Illustrated by Rhaida El Touny, Rumaysa Ever After is available to purchase online and in bookstores, order links below.
There’s a blog title I never imagined I’d be writing!
Greetings, hello, salaam, etc. Rumaysa is officially out!!!! It feels like it took an eon to get here but she’s officially out there!
I’ve been really taken aback by the amount of love and support people have been showing Rumaysa, I never imagined it would get half the support it has. I’m really grateful to everyone who has been shouting about it and ordering – thank you so much!
And Waterstones Children’s Book of the Month?! Baffed. Never been so confused in my life. I feel so surprised when anyone likes my book but for Waterstones to pick it as their CBOTM . . . shook. But I’m so incredibly happy about it and once April 12th hits, I am going to every Waterstones shop I can get to!
It feels surreal to see people receiving their copies but I hope whoever reads it enjoys the book and the wonderful illustrations by Rhaida El Touny (@diddyeltouny on Instagram). I feel quite lucky to have my book illustrated by Rhaida; the drawings bring the characters and bring the story to life in such a beautiful way.
I asked my Instagram followers about some blog post ideas and this topic was the one that came up the most. So, here goes!
Rumaysa: A Fairytale is my first published novel but it’s not the first book I’ve written. I’ve been writing from a young age and finished my first ‘manuscript’ around age 13. I wrote several more shoddy manuscripts after that over the years, went to university to study English Language and Literature and tried to get into the publishing industry. I figured I loved books and wanted it to be my job so it seemed like the best place to go.

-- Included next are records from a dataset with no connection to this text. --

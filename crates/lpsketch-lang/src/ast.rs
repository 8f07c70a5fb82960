use std::fmt;

use lpsketch_solver::ConstraintOp;

/// A parsed algebraic expression
#[cfg_attr(feature = "serde", derive(serde::Serialize, serde::Deserialize))]
#[derive(Debug, Clone, PartialEq)]
pub enum Expr {
    Number(f64),
    Variable(String),
    Neg(Box<Expr>),
    BinaryOp {
        left: Box<Expr>,
        op: BinaryOp,
        right: Box<Expr>,
    },
    Paren(Box<Expr>),
}

impl Expr {
    pub fn binary(left: Expr, op: BinaryOp, right: Expr) -> Self {
        Expr::BinaryOp {
            left: Box::new(left),
            op,
            right: Box::new(right),
        }
    }

    /// Variable names in order of first appearance, left to right
    pub fn variables_in_order(&self) -> Vec<String> {
        let mut names = Vec::new();
        self.collect_variables(&mut names);
        names
    }

    fn collect_variables(&self, names: &mut Vec<String>) {
        match self {
            Expr::Number(_) => {}
            Expr::Variable(name) => {
                if !names.contains(name) {
                    names.push(name.clone());
                }
            }
            Expr::Neg(inner) | Expr::Paren(inner) => inner.collect_variables(names),
            Expr::BinaryOp { left, right, .. } => {
                left.collect_variables(names);
                right.collect_variables(names);
            }
        }
    }
}

impl fmt::Display for Expr {
    fn fmt(&self, f: &mut fmt::Formatter<'_>) -> fmt::Result {
        match self {
            Expr::Number(n) => write!(f, "{n}"),
            Expr::Variable(name) => f.write_str(name),
            Expr::Neg(inner) => write!(f, "-{inner}"),
            Expr::Paren(inner) => write!(f, "({inner})"),
            Expr::BinaryOp { left, op, right } => match op {
                BinaryOp::Add | BinaryOp::Sub => write!(f, "{left} {op} {right}"),
                _ => write!(f, "{left}{op}{right}"),
            },
        }
    }
}

#[cfg_attr(feature = "serde", derive(serde::Serialize, serde::Deserialize))]
#[derive(Debug, Clone, Copy, PartialEq, Eq)]
pub enum BinaryOp {
    Add,
    Sub,
    Mul,
    Div,
    Pow,
}

impl fmt::Display for BinaryOp {
    fn fmt(&self, f: &mut fmt::Formatter<'_>) -> fmt::Result {
        match self {
            BinaryOp::Add => write!(f, "+"),
            BinaryOp::Sub => write!(f, "-"),
            BinaryOp::Mul => write!(f, "*"),
            BinaryOp::Div => write!(f, "/"),
            BinaryOp::Pow => write!(f, "**"),
        }
    }
}

/// Comparison between the two sides of a relation
#[cfg_attr(feature = "serde", derive(serde::Serialize, serde::Deserialize))]
#[derive(Debug, Clone, Copy, PartialEq, Eq)]
pub enum Comparator {
    /// `=` or `==`
    Equal,
    LessEqual,
    GreaterEqual,
    StrictLess,
    StrictGreater,
}

impl Comparator {
    pub fn symbol(self) -> &'static str {
        match self {
            Comparator::Equal => "==",
            Comparator::LessEqual => "<=",
            Comparator::GreaterEqual => ">=",
            Comparator::StrictLess => "<",
            Comparator::StrictGreater => ">",
        }
    }

    pub fn is_strict(self) -> bool {
        matches!(self, Comparator::StrictLess | Comparator::StrictGreater)
    }

    /// The LP operator for this comparator. Strict inequalities have none.
    pub fn constraint_op(self) -> Option<ConstraintOp> {
        match self {
            Comparator::Equal => Some(ConstraintOp::Eq),
            Comparator::LessEqual => Some(ConstraintOp::Le),
            Comparator::GreaterEqual => Some(ConstraintOp::Ge),
            Comparator::StrictLess | Comparator::StrictGreater => None,
        }
    }

    /// Evaluate `lhs <cmp> rhs` within `tolerance`
    pub fn holds(self, lhs: f64, rhs: f64, tolerance: f64) -> bool {
        match self {
            Comparator::Equal => (lhs - rhs).abs() <= tolerance,
            Comparator::LessEqual => lhs <= rhs + tolerance,
            Comparator::GreaterEqual => lhs >= rhs - tolerance,
            Comparator::StrictLess => lhs < rhs,
            Comparator::StrictGreater => lhs > rhs,
        }
    }
}

impl From<ConstraintOp> for Comparator {
    fn from(op: ConstraintOp) -> Self {
        match op {
            ConstraintOp::Le => Comparator::LessEqual,
            ConstraintOp::Ge => Comparator::GreaterEqual,
            ConstraintOp::Eq => Comparator::Equal,
        }
    }
}

impl fmt::Display for Comparator {
    fn fmt(&self, f: &mut fmt::Formatter<'_>) -> fmt::Result {
        f.write_str(self.symbol())
    }
}

/// Two expressions joined by a comparator
#[cfg_attr(feature = "serde", derive(serde::Serialize, serde::Deserialize))]
#[derive(Debug, Clone, PartialEq)]
pub struct Relation {
    pub lhs: Expr,
    pub comparator: Comparator,
    pub rhs: Expr,
}

impl Relation {
    pub fn new(lhs: Expr, comparator: Comparator, rhs: Expr) -> Self {
        Self { lhs, comparator, rhs }
    }
}

impl fmt::Display for Relation {
    fn fmt(&self, f: &mut fmt::Formatter<'_>) -> fmt::Result {
        write!(f, "{} {} {}", self.lhs, self.comparator, self.rhs)
    }
}

#[cfg(test)]
mod tests {
    use super::*;

    fn var(name: &str) -> Expr {
        Expr::Variable(name.to_string())
    }

    #[test]
    fn test_variables_in_order() {
        // y + 2*x - y
        let expr = Expr::binary(
            Expr::binary(var("y"), BinaryOp::Add, Expr::binary(Expr::Number(2.0), BinaryOp::Mul, var("x"))),
            BinaryOp::Sub,
            var("y"),
        );
        assert_eq!(expr.variables_in_order(), vec!["y", "x"]);
    }

    #[test]
    fn test_display() {
        let expr = Expr::binary(
            Expr::binary(Expr::Number(4.0), BinaryOp::Mul, var("x")),
            BinaryOp::Add,
            Expr::Neg(Box::new(Expr::Paren(Box::new(var("y"))))),
        );
        let relation = Relation::new(expr, Comparator::LessEqual, Expr::Number(0.5));
        assert_eq!(relation.to_string(), "4*x + -(y) <= 0.5");
    }

    #[test]
    fn test_comparator_mapping() {
        assert_eq!(Comparator::Equal.constraint_op(), Some(ConstraintOp::Eq));
        assert_eq!(Comparator::StrictLess.constraint_op(), None);
        assert_eq!(Comparator::from(ConstraintOp::Ge), Comparator::GreaterEqual);
        assert!(Comparator::StrictGreater.holds(2.0, 1.0, 1e-9));
        assert!(!Comparator::StrictGreater.holds(1.0, 1.0, 1e-9));
    }
}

Some time after I got my first role in publishing, I started an anon blog called The Good Assistant about being Muslim in the office. It was a banterous take on all the wild stuff white people say to anyone who . . . isn’t white. The blog got the interest of some agents and publishers and it was through this that I met my agent (Alice Sutherland-Hawes @ ASH Literary) and got representation. Traditionally, people have to send their polished manuscript out with a query letter and synopsis to various agents and then representation is offered. I was really lucky to skip this part (though hilariously I did query agents after I finished university with something Not So Great but I thought it was amazing back then. I miss that confidence).
Anyway, Rumaysa came around when I was at work one day. I was temping at another job (after leaving publishing) and thoroughly bored. The idea of hijabi Rapunzel or Muslim retellings of classic stories has always been a part of my writing, independently and with friends. (At uni, I was in a writing group that did Muslim versions of Shakespeare’s plays and can I just say . . . Macbeth retold as Maktoob featuring a murderous race for the presidency of the Islamic Society? Genius.) Stories have so many universal themes regardless of who they’re written by and when, and being able to imagine yourself in a story is one of the gifts of reading I love the most.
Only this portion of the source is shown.